Besides, NTZ-treated RRMS patients present a consistent and significant retrains of CD8+ T lymphocytes and cytotoxic B cells in the peripheral blood. The restrain of activated T cells is the rationale of the NTZ treatment [26]. In fact, during fatal rebound following NTZ withdrawal CNS-infiltrating lymphocytes, mainly CD8+ T cells, express high amounts of GzmB. Curiously, monocytes/macrophages, and B cells were enriched in the CNS parenchyma compared to the CSF [20]. Here, we demonstrated that GzmB-expressing B cells are preferentially CD49d positive, which would explain the consistent restrain of cytotoxic B cells by NTZ treatment.
In contrast, NTZ promotes activation and pro-inflammatory enhancement of B cells in vitro [22]. Moreover, those B cells with an inflammatory profile increase in the PB of NTZ-treated RRMS patients progressively [22]. Nevertheless, the restrain of those pro-inflammatory B cells in the PB seem to be crucial for the effectiveness of the treatment.
Runx3 is a master regulator of the cytotoxic program in CD8+ T lymphocytes and natural killer cells [27, 28]. The ectopic expression of Runx3 has been extensively associated with non-classical cytotoxic cells [13, 16, 29]. Our data demonstrated a correlation between the expression of GzmB and Runx3 by B cell, which was independent of the treatment. Mechanistically, the ectopic expression of Runx3 by RRMS patient's B cells might explain the enhancement of cytotoxic activity. Of note, the expression of Runx3 is required for the proliferation of immortalized B cell during the Epstein-Barr virus (EBV) infection, which has been extensively associated with MS [30]. Noteworthy, the ectopic expression of Runx3 by dendritic cells regulates the activity of the CD49d gene promoter [31].
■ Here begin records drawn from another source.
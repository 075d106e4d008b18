//! Connection tuning knobs.

use std::time::Duration;

use tracing::warn;

/// Default bound on a single transport write.
pub const DEFAULT_WRITE_TIMEOUT: Duration = Duration::from_secs(10);
/// Default deadline for a command's response.
pub const DEFAULT_COMMAND_TIMEOUT: Duration = Duration::from_secs(30);
/// Default per-sink event queue depth.
pub const DEFAULT_EVENT_CAPACITY: usize = 64;

/// Options applied to every command and subscription of a connection.
#[derive(Debug, Clone, PartialEq, Eq)]
pub struct ConnectionOptions {
	/// Bound on one outbound write; a slower write fails the send.
	pub write_timeout: Duration,
	/// Default response deadline. `None` waits until the connection closes.
	pub command_timeout: Option<Duration>,
	/// Queue depth of sinks created through `Connection::subscribe`.
	pub event_capacity: usize,
}

impl Default for ConnectionOptions {
	fn default() -> Self {
		Self {
			write_timeout: DEFAULT_WRITE_TIMEOUT,
			command_timeout: Some(DEFAULT_COMMAND_TIMEOUT),
			event_capacity: DEFAULT_EVENT_CAPACITY,
		}
	}
}

impl ConnectionOptions {
	/// Defaults overridden by `HC_WRITE_TIMEOUT_MS`, `HC_COMMAND_TIMEOUT_MS`
	/// (`0` disables the deadline) and `HC_EVENT_CAPACITY`.
	pub fn from_env() -> Self {
		Self::from_lookup(|key| std::env::var(key).ok())
	}

	fn from_lookup(lookup: impl Fn(&str) -> Option<String>) -> Self {
		let mut options = Self::default();

		if let Some(ms) = parse_var::<u64>(&lookup, "HC_WRITE_TIMEOUT_MS") {
			options.write_timeout = Duration::from_millis(ms);
		}
		if let Some(ms) = parse_var::<u64>(&lookup, "HC_COMMAND_TIMEOUT_MS") {
			options.command_timeout = (ms > 0).then(|| Duration::from_millis(ms));
		}
		if let Some(capacity) = parse_var::<usize>(&lookup, "HC_EVENT_CAPACITY") {
			options.event_capacity = capacity.max(1);
		}

		options
	}

	pub fn with_write_timeout(mut self, timeout: Duration) -> Self {
		self.write_timeout = timeout;
		self
	}

	pub fn with_command_timeout(mut self, timeout: Option<Duration>) -> Self {
		self.command_timeout = timeout;
		self
	}

	pub fn with_event_capacity(mut self, capacity: usize) -> Self {
		self.event_capacity = capacity.max(1);
		self
	}
}

fn parse_var<T: std::str::FromStr>(lookup: &impl Fn(&str) -> Option<String>, key: &str) -> Option<T> {
	let raw = lookup(key)?;
	match raw.trim().parse() {
		Ok(value) => Some(value),
		Err(_) => {
			warn!(key, value = %raw, "ignoring unparsable environment override");
			None
		}
	}
}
Collectively, our findings support that beyond antigen presentation to T cells, releasing of lytic factors, secretion of anti and pro-inflammatory cytokines, cytotoxic behavior might emerge in the context of antibody-independent functions developed by B cells during MS. In this context, anti-CD20 monoclonal antibodies have been reported as a viable option for escalation, aiming to prevent relapses after NTZ therapy in MS patients [32]. Anti-CD20 monoclonal antibodies main deplete naïve and memory B cells, preserving antibody-secreting B cells, which is confirmed by the sustained levels of immunoglobulins in the CSF from MS treated patients [33]. The future investigation might reveal whether memory B cells responsible for antigen presentation, secretion of pro-inflammatory cytokines, and even, GzmB-expressing subsets are targeted by anti-CD20 depleting therapies during MS.
Limitations
We are aware that the size of the cohort and the transversal nature of our study did not allow us to understand the clinical relevance of our finds better. Moreover, although we were able to establish a strong correlation between Runx3 and GzmB expression by B cells, there are not enough tools to imply causality to the phenomenon. In vitro generation of cytotoxic B cells will be necessary to clarify the role of Runx3 expression in the ectopic cytotoxic activity of these cells.